### What the exercise asks
Records follow. Select each line holding "TryRecvError".

══════

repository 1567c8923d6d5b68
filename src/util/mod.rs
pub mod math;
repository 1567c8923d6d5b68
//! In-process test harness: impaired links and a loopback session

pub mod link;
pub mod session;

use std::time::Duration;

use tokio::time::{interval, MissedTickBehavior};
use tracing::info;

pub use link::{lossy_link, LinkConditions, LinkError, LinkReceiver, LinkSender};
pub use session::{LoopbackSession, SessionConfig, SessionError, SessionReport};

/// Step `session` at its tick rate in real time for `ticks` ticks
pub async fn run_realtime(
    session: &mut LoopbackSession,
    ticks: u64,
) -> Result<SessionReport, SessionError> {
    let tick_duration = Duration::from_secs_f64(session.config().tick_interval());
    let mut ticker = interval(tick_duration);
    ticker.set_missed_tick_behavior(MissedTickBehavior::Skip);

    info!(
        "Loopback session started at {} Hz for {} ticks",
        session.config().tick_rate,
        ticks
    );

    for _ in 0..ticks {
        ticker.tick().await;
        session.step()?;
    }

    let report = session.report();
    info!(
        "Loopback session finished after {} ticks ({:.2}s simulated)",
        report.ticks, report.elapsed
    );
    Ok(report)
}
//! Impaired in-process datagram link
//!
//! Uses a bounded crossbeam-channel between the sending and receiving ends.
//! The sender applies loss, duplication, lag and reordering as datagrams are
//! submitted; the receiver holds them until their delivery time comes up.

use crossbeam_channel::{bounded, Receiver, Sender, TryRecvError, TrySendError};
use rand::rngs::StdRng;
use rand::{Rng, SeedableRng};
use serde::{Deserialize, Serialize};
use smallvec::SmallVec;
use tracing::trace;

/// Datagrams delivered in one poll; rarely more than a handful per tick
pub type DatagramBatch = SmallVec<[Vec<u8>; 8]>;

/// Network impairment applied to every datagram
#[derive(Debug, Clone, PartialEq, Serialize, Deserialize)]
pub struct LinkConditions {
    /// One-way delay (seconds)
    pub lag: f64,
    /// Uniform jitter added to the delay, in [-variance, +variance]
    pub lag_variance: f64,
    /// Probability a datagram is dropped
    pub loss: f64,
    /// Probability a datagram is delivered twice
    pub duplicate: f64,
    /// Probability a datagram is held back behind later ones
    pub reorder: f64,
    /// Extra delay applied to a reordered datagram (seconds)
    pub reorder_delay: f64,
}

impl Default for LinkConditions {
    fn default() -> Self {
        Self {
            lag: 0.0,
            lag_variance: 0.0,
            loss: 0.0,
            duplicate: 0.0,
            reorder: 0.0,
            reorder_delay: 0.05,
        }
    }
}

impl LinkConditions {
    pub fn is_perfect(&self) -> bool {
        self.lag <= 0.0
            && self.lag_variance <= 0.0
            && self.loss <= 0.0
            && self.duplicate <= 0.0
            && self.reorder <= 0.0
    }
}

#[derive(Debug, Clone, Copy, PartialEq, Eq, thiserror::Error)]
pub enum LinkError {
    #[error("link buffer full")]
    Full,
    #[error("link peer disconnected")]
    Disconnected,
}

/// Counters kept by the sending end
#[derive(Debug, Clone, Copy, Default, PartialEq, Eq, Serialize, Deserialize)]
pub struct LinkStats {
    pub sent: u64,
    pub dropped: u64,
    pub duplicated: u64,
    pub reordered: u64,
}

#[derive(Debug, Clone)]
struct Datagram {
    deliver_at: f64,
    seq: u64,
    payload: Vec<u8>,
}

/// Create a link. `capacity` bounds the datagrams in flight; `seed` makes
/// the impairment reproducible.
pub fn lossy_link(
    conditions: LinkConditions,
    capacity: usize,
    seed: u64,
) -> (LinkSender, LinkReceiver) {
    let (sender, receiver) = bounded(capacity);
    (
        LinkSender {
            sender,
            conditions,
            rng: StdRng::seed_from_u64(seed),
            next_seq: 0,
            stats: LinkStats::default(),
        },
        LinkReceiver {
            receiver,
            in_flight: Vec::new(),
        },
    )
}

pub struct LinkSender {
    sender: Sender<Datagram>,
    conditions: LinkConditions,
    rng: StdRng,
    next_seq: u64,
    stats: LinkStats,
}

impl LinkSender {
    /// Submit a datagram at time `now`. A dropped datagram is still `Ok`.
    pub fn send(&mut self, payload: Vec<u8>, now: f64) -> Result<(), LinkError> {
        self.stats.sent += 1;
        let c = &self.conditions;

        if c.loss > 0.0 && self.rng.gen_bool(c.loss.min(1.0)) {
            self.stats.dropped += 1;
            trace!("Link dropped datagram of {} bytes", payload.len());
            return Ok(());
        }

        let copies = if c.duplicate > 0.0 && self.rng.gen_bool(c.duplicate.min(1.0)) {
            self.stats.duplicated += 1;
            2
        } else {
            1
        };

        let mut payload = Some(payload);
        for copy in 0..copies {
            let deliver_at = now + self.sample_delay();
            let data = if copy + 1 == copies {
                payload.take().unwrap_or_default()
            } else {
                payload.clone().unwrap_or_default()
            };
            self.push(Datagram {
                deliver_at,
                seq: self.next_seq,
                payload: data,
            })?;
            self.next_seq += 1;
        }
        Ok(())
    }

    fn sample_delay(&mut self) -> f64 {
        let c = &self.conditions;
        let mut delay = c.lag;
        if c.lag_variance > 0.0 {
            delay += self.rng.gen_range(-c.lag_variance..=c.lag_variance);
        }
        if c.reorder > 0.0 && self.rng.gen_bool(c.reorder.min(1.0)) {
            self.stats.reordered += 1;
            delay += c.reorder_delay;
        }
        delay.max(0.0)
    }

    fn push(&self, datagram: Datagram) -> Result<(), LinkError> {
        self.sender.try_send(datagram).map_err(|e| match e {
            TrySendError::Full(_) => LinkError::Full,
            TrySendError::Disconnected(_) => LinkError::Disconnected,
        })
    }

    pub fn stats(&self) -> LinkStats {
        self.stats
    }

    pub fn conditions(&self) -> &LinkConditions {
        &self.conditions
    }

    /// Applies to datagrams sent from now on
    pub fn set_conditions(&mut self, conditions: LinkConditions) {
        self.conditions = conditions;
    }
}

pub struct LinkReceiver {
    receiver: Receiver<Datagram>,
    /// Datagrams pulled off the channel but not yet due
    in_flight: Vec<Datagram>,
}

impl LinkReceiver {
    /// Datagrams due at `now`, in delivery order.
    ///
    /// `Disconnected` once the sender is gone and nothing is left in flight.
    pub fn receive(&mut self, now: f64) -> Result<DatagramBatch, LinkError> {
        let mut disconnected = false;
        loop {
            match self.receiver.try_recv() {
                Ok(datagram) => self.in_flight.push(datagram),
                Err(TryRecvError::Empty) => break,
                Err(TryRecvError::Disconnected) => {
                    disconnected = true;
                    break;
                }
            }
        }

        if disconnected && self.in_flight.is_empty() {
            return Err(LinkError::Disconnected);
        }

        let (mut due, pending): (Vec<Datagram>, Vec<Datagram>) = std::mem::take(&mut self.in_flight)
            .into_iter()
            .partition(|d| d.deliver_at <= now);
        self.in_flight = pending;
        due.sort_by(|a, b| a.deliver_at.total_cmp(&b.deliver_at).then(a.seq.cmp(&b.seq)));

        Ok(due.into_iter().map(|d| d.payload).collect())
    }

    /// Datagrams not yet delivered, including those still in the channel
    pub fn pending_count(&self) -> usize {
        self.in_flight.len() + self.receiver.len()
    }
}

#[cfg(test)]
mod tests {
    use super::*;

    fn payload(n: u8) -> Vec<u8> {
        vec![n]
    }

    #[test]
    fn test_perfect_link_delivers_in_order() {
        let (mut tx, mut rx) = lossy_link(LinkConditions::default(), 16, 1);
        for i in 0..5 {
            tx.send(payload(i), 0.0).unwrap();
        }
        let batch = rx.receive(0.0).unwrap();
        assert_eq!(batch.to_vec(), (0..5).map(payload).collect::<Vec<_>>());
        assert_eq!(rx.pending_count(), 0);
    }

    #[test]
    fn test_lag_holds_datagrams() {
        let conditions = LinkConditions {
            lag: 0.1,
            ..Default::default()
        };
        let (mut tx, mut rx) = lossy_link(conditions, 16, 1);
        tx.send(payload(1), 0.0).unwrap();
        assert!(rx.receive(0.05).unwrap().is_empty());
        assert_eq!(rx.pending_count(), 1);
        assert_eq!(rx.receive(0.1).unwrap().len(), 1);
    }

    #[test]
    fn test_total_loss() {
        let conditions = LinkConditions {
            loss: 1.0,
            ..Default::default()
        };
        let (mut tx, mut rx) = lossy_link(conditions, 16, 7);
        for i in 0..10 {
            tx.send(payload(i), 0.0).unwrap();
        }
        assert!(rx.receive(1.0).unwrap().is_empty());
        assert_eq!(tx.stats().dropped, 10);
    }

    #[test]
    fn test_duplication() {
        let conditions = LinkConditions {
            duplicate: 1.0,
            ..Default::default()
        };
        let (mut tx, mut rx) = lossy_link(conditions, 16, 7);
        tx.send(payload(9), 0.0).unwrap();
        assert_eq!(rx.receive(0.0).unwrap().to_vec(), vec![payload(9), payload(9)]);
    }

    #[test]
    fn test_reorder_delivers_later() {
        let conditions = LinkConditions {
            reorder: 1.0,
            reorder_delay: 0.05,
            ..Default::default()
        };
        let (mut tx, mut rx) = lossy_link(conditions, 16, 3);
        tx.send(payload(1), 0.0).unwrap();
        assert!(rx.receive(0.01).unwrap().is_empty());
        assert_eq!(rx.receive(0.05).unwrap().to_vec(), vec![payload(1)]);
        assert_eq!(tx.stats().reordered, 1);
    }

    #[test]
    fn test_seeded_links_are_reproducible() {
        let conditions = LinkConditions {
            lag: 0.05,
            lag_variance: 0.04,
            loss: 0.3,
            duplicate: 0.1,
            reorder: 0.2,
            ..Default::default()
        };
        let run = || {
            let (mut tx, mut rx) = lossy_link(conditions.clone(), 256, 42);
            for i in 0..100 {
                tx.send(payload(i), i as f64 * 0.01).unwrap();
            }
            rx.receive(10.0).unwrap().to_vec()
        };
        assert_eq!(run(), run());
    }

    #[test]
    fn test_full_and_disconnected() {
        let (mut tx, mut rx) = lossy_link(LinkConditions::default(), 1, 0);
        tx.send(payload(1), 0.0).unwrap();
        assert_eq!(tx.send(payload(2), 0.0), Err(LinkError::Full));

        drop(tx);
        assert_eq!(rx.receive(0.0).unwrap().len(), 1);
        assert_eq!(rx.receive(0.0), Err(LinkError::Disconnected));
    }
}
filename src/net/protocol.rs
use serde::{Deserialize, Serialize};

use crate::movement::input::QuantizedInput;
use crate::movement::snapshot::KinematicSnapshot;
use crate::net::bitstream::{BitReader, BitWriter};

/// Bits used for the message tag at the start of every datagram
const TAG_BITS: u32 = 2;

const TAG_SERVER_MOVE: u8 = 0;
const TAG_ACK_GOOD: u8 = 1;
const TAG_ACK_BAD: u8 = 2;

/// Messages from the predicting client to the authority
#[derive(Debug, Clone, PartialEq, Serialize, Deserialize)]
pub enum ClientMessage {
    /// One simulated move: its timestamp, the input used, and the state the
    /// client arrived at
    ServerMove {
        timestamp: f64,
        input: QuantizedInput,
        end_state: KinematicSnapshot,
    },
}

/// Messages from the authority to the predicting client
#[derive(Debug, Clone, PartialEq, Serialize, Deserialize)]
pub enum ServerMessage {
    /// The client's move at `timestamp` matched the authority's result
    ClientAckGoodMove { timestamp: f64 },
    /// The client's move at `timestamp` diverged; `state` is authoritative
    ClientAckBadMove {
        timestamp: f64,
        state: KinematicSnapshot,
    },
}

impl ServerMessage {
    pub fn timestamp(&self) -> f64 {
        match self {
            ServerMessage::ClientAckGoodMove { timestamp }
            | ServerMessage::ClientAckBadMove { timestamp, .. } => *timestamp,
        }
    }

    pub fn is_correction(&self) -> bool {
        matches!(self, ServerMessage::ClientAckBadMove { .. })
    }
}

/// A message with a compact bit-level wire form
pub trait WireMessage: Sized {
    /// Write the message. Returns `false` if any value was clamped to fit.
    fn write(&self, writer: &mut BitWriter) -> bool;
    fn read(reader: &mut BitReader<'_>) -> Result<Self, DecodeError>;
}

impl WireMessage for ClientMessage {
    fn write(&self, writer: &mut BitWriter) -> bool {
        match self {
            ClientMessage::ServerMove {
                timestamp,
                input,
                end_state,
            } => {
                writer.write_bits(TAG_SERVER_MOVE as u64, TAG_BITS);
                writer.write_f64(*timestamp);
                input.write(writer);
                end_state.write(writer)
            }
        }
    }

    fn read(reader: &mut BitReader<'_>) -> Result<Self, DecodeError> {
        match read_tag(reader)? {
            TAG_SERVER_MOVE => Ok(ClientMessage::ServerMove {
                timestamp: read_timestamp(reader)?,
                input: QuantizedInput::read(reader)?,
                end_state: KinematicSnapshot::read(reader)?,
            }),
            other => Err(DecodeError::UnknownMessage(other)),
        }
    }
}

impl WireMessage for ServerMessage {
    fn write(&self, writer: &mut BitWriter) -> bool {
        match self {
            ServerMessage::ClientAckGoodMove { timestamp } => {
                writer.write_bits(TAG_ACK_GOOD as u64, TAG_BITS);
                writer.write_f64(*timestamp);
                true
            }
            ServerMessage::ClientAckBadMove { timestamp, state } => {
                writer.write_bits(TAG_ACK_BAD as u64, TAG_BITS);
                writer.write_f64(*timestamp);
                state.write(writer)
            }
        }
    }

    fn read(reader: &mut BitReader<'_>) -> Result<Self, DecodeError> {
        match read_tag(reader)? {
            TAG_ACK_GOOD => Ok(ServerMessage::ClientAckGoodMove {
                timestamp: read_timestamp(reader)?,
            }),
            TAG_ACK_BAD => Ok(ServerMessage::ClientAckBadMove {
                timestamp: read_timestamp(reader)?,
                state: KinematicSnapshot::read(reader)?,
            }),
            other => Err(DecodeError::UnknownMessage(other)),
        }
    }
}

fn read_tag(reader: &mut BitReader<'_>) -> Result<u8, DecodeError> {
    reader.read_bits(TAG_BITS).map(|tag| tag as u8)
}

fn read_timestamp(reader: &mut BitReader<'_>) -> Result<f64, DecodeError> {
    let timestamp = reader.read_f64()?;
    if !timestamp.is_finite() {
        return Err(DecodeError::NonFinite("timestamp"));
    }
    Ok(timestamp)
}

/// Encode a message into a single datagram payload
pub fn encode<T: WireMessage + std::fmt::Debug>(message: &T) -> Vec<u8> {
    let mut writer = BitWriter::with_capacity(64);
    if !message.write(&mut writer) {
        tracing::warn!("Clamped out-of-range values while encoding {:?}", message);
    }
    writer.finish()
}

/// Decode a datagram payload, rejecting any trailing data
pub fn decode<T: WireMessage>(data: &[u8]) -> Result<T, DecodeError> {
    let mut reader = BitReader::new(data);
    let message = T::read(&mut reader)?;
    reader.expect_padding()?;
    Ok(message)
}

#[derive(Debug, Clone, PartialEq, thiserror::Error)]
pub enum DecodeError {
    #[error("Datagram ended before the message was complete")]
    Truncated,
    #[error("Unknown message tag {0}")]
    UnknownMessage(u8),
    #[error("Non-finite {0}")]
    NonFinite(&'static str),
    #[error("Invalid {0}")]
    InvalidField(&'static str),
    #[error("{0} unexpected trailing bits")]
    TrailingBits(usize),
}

══════

### Task solution
use crossbeam_channel::{bounded, Receiver, Sender, TryRecvError, TrySendError};
                Err(TryRecvError::Empty) => break,
                Err(TryRecvError::Disconnected) => {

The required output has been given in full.